Abstract
Rationale A reduced effect of a given dose of Δ9-tetrahydrocannabinol (THC) emerges with repeated exposure to the drug. This tolerance can vary depending on THC dose, exposure chronicity and the behavioral or physiological measure of interest. A novel THC inhalation system based on e-cigarette technology has been recently shown to produce the hypothermic and antinociceptive effects of THC in rats.
Objective To determine if tolerance to these effects can be produced with repeated vapor inhalation.
Methods Groups of male and female Wistar rats were exposed to 30 minutes of inhalation of the propylene glycol (PG) vehicle or THC (200 mg/mL in PG) two or three times per day for four days. Rectal temperature changes and nociception were assessed after the first exposure on the first and fourth days of repeated inhalation.
Results Female, but not male, rats developed tolerance to the hypothermic and antinociceptive effects of THC after four days of twice-daily THC vapor inhalation. Thrice daily inhalation for four days resulted in tolerance in both male and female rats. The plasma THC levels reached after a 30 minute inhalation session did not differ between the male and female rats.
Conclusions Repeated daily THC inhalation induces tolerance in female and male rats, providing further validation of the vapor inhalation method for preclinical studies.
Abbreviations PG, propylene glycol; THC; Δ9tetrahydrocannabinol;
1. Introduction
Human cannabis consumers are increasingly using e-cigarette type devices filled with cannabis extracts to administer an active dose of Δ9-tetrahydrocannabinol (THC) and other constuents (Mammen et al., 2016; Morean et al., 2015; Morean et al., 2017). This has spurred interest in the development of pre-clinical models which are capable of a similar route of drug administration in laboratory rodents. Recent studies showed that intrapulmonary delivery of THC using an e-cigarette based system results in a robust and dose-dependent hypothermia and antinociception in male and female rats (Nguyen et al., 2016b) and a similar approach produces hypothermia in mice following inhalation exposure to synthetic cannabinoid agonists (Lefever et al., 2017). Such systems also induce locomotor stimulation after inhalation of methamphetamine, mephedrone or 3,4-methylenedioxypyrovalerone (Nguyen et al., 2016a) and can produce escalated self-administration of sufentanil to the point of dependence (Vendruscolo et al., 2017). These prior studies of cannabinoid inhalation focused on the acute effects of THC and did not attempt to provide any evidence of plasticity (i.e., tolerance or sensitization) of the cannabinoid-typical behavioral or physiological effects that result.
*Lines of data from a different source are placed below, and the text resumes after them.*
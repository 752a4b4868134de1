use std::ops::Deref;

use physics::{Quat, Vec3};

/// Accumulates observation values in the order an agent writes them.
#[derive(Debug, Default)]
pub struct ObservationBuilder {
    values: Vec<f32>,
}

impl ObservationBuilder {
    #[must_use]
    pub fn with_capacity(capacity: usize) -> Self {
        Self {
            values: Vec::with_capacity(capacity),
        }
    }

    pub fn push(&mut self, value: f32) {
        self.values.push(value);
    }

    pub fn push_vec3(&mut self, v: Vec3) {
        self.values.extend_from_slice(&[v.x, v.y, v.z]);
    }

    /// Quaternions are written as `x, y, z, w`.
    pub fn push_quat(&mut self, q: Quat) {
        self.values.extend_from_slice(&[q.x, q.y, q.z, q.w]);
    }

    pub fn push_bool(&mut self, flag: bool) {
        self.values.push(if flag { 1.0 } else { 0.0 });
    }

    pub fn extend_from_slice(&mut self, values: &[f32]) {
        self.values.extend_from_slice(values);
    }

    #[must_use]
    pub fn len(&self) -> usize {
        self.values.len()
    }

    #[must_use]
    pub fn is_empty(&self) -> bool {
        self.values.is_empty()
    }

    /// Freeze the values, padding with zeros or truncating to `size`.
    #[must_use]
    pub fn finish(mut self, size: usize) -> Observation {
        self.values.resize(size, 0.0);
        Observation(self.values)
    }
}

/// One tick's observation vector. Read-only once built.
#[derive(Clone, Debug, PartialEq)]
pub struct Observation(Vec<f32>);

impl Observation {
    #[must_use]
    pub fn zeros(size: usize) -> Self {
        Self(vec![0.0; size])
    }

    #[must_use]
    pub fn as_slice(&self) -> &[f32] {
        &self.0
    }
}

impl Deref for Observation {
    type Target = [f32];

    fn deref(&self) -> &[f32] {
        &self.0
    }
}
//! Sphere-plane collision detection and response

use super::{correction_depth, Contact};
use crate::types::{Plane, RigidBody, Vec3};

/// Detect collision between a sphere body and a static plane
pub fn detect_sphere_plane_collision(body: &RigidBody, plane: &Plane) -> Option<Contact> {
    // Signed distance from sphere center to plane
    let distance = body.state.position.dot(plane.normal) - plane.d;

    // Bodies fully behind the plane are on the closed side and ignored
    if distance < body.radius && distance > -body.radius {
        let contact_point = body.state.position - plane.normal * distance;
        let depth = body.radius - distance;

        Some(Contact::new(
            contact_point,
            plane.normal,
            depth,
            &body.material,
            &plane.material,
        ))
    } else {
        None
    }
}

/// Apply collision response against an immovable surface
pub fn resolve_static_contact(body: &mut RigidBody, contact: &Contact) {
    let velocity_along_normal = body.state.linear_velocity.dot(contact.normal);

    // Only resolve if moving into the surface
    if velocity_along_normal < 0.0 {
        let j = -(1.0 + contact.restitution) * velocity_along_normal;
        body.state.linear_velocity += contact.normal * j;
        apply_friction(body, contact, j);
    }

    body.state.position += contact.normal * correction_depth(contact.depth);
}

/// Apply friction impulse opposing the tangential velocity
fn apply_friction(body: &mut RigidBody, contact: &Contact, normal_impulse: f32) {
    let velocity = body.state.linear_velocity;
    let tangent_velocity = velocity - contact.normal * velocity.dot(contact.normal);

    let tangent_speed = tangent_velocity.length();
    if tangent_speed > 0.0001 {
        let tangent_direction: Vec3 = tangent_velocity / tangent_speed;
        let friction_impulse = contact.friction * normal_impulse.abs();

        // Clamped to not reverse motion
        body.state.linear_velocity -= tangent_direction * friction_impulse.min(tangent_speed);
    }
}

#[cfg(test)]
mod tests {
    use super::*;
    use crate::types::{BodyState, Material};

    fn ground() -> Plane {
        Plane {
            normal: Vec3::Y,
            d: 0.0,
            material: Material::default(),
        }
    }

    #[test]
    fn resting_sphere_touches_ground() {
        let body = RigidBody::new(BodyState::at(Vec3::new(0.0, 0.45, 0.0)), 0.5, 1.0, Material::default());
        let contact = detect_sphere_plane_collision(&body, &ground()).unwrap();
        assert!((contact.depth - 0.05).abs() < 1e-6);
        assert_eq!(contact.normal, Vec3::Y);
    }

    #[test]
    fn falling_sphere_bounces_up() {
        let mut body = RigidBody::new(BodyState::at(Vec3::new(0.0, 0.4, 0.0)), 0.5, 1.0, Material::default());
        body.state.linear_velocity = Vec3::new(0.0, -2.0, 0.0);
        let contact = detect_sphere_plane_collision(&body, &ground()).unwrap();
        resolve_static_contact(&mut body, &contact);
        assert!(body.state.linear_velocity.y > 0.0);
        assert!(body.state.position.y > 0.4);
    }

    #[test]
    fn sphere_behind_plane_is_ignored() {
        let body = RigidBody::new(BodyState::at(Vec3::new(0.0, -3.0, 0.0)), 0.5, 1.0, Material::default());
        assert!(detect_sphere_plane_collision(&body, &ground()).is_none());
    }
}
//! Error types for the solver library

use thiserror::Error;

/// Error type for contract violations detected before or while solving
#[derive(Debug, Clone, PartialEq, Eq, Error)]
pub enum DpError {
    /// Weights and profits were given with different lengths
    #[error("Length mismatch: {weights} weights but {profits} profits")]
    LengthMismatch { weights: usize, profits: usize },
    /// The number of items to consider exceeds the number of items supplied
    #[error("Item count {count} is out of range for {len} item(s)")]
    ItemCountOutOfRange { count: usize, len: usize },
    /// The profits of the items considered do not fit in a `u64` when summed
    #[error("Total profit of the first {count} item(s) overflows u64")]
    ProfitOverflow { count: usize },
    /// The caller-supplied memo table cannot hold every state of the problem
    #[error("Memo table is {rows}x{cols} but the problem needs {needed_rows}x{needed_cols}")]
    MemoTooSmall {
        rows: usize,
        cols: usize,
        needed_rows: usize,
        needed_cols: usize,
    },
    /// A fixed-size backend was asked for a cell outside its grid
    #[error("Index ({row}, {col}) is out of bounds for a {rows}x{cols} table")]
    IndexOutOfBounds {
        row: usize,
        col: usize,
        rows: usize,
        cols: usize,
    },
    /// Strategies that must agree returned different answers
    #[error("Strategies disagree: {0}")]
    Disagreement(String),
}

/// Error type for registration failures
#[derive(Debug, Clone, PartialEq, Eq, Error)]
pub enum RegistrationError {
    /// Attempted to register a second strategy under an existing label
    #[error("Duplicate strategy registration for label {0:?}")]
    Duplicate(&'static str),
}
It has been well established that repeated exposure to THC via parenteral injection produces tolerance to the acute effects in laboratory animals such as mice (Anderson et al., 1975; Fan et al., 1994), rats (Jarbe, 1978; Taylor and Fennessy, 1978; Wiley and Burston, 2014) or monkeys (Ginsburg et al., 2014; Smith et al., 1983; Winsauer et al., 2011). Thus it is of significant interest to determine if repeated exposure to THC via e-cigarette type inhalation is capable of producing tolerance in rats to further validate this model.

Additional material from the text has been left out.